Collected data
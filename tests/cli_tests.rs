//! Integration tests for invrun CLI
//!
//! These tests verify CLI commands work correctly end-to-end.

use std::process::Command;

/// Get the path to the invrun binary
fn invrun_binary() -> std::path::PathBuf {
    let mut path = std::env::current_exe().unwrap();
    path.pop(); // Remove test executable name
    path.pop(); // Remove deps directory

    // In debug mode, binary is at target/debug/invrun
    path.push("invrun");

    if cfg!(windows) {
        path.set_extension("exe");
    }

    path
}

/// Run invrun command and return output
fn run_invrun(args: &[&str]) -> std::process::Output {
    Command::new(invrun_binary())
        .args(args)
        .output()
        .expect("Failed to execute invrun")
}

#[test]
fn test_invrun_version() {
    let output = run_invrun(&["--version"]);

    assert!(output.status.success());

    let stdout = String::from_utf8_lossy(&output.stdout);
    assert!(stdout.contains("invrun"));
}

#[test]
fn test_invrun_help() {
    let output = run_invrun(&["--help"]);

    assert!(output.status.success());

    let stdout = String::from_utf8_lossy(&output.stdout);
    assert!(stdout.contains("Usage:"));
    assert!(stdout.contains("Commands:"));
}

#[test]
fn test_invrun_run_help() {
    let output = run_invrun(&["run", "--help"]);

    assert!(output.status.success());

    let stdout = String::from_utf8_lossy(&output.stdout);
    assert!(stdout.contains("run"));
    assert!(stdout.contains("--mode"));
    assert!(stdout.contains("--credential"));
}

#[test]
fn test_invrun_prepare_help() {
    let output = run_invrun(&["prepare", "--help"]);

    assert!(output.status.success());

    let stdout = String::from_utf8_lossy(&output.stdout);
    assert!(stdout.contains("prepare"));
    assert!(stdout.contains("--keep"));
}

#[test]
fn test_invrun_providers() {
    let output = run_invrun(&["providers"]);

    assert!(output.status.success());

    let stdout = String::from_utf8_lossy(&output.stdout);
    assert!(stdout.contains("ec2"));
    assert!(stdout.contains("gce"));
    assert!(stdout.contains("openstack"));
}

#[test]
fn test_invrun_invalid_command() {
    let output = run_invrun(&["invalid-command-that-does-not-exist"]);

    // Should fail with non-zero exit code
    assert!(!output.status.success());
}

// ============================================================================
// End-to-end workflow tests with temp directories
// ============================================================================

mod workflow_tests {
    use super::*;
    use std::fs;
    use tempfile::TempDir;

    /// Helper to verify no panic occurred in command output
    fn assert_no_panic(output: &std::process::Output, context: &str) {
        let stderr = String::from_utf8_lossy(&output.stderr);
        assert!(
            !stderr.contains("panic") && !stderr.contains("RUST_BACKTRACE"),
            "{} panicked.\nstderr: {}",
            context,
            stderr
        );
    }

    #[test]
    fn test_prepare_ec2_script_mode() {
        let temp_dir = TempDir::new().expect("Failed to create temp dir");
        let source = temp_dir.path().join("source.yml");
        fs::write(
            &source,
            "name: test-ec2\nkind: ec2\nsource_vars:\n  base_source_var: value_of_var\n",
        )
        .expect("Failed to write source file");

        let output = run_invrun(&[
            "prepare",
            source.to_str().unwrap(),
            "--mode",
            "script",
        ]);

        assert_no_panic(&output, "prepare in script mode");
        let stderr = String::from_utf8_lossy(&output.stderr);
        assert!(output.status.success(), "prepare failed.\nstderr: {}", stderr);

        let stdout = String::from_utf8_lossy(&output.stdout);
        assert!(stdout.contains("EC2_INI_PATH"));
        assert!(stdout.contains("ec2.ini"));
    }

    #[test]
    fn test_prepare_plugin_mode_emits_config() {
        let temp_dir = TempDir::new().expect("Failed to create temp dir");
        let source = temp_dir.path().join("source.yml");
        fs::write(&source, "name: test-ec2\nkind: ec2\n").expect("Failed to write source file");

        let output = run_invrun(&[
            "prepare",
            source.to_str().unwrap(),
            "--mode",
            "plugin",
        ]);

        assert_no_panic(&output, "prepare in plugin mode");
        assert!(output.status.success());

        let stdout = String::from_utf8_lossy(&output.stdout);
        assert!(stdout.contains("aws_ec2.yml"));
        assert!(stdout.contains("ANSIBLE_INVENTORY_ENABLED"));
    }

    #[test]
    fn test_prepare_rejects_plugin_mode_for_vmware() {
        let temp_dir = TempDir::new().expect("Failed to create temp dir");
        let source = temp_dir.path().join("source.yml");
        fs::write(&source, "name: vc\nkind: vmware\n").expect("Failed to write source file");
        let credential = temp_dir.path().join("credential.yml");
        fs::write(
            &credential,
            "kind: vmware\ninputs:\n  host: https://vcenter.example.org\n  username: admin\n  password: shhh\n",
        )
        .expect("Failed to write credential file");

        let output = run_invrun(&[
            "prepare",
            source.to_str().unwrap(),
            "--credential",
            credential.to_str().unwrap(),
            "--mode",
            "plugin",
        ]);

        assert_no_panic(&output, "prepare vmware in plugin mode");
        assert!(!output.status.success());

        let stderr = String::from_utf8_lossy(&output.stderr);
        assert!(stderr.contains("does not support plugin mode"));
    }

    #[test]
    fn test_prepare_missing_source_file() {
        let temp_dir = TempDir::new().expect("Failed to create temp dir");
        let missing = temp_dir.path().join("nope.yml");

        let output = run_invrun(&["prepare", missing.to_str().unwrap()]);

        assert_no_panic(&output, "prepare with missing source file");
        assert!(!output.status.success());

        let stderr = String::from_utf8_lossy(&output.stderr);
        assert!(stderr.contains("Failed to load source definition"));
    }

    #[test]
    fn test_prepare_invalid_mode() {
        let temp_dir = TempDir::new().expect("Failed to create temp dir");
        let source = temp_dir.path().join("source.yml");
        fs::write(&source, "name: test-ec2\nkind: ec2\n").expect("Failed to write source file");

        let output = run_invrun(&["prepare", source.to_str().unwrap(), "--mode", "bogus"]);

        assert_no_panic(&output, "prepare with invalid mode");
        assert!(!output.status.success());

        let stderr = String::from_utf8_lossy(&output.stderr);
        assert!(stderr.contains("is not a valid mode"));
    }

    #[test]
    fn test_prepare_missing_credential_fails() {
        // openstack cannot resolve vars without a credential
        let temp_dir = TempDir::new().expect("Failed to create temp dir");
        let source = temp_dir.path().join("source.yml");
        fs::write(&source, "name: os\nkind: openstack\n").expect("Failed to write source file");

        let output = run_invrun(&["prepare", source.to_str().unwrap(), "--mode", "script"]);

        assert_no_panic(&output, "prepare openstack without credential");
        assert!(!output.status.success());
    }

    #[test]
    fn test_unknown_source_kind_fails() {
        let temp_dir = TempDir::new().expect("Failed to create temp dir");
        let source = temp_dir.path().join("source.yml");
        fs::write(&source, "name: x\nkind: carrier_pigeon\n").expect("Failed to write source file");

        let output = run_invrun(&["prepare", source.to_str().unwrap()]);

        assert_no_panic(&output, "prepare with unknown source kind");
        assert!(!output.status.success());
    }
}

==

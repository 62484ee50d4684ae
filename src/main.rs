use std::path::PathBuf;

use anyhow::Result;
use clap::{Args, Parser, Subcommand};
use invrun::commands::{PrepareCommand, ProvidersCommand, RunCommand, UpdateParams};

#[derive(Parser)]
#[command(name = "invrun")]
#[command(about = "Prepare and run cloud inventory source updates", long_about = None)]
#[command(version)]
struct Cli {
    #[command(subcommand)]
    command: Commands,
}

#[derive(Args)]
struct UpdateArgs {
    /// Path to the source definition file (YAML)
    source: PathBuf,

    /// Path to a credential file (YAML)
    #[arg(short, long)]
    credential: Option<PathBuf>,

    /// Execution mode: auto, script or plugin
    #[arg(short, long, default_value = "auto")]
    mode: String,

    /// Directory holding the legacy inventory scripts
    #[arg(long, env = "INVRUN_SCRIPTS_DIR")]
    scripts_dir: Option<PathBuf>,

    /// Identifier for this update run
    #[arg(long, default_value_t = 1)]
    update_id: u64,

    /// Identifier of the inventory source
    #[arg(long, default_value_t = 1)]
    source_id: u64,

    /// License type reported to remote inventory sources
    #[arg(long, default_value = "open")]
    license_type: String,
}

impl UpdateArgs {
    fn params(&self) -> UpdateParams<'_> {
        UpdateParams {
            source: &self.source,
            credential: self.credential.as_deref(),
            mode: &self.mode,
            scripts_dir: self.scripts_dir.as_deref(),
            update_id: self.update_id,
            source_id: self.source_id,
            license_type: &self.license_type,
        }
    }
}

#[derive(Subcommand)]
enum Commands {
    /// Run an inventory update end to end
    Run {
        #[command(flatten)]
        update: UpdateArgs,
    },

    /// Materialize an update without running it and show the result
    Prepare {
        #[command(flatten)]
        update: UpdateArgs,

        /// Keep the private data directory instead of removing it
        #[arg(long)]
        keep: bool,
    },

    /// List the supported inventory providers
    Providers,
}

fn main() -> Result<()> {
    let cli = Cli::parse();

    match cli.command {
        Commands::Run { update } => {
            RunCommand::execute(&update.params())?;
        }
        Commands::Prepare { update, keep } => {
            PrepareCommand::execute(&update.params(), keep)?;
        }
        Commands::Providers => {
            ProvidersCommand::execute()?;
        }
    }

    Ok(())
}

--

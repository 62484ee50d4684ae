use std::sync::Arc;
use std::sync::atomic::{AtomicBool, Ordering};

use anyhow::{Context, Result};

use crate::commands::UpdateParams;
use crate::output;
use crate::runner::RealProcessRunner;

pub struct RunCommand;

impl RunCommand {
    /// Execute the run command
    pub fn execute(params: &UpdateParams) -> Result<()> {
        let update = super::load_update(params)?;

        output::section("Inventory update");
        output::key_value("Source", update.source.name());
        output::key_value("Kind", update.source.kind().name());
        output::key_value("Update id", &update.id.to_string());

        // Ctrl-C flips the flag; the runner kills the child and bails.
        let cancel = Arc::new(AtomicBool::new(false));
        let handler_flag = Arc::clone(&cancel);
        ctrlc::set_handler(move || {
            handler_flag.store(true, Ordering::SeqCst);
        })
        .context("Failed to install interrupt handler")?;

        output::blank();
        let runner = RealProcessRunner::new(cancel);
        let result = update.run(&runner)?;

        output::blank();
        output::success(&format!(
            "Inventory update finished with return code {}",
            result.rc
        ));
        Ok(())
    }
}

Problem details. Lines above with the string "ProvidersCommand" need to be found and copied.

Response to the exercise.
use invrun::commands::{PrepareCommand, ProvidersCommand, RunCommand, UpdateParams};
            ProvidersCommand::execute()?;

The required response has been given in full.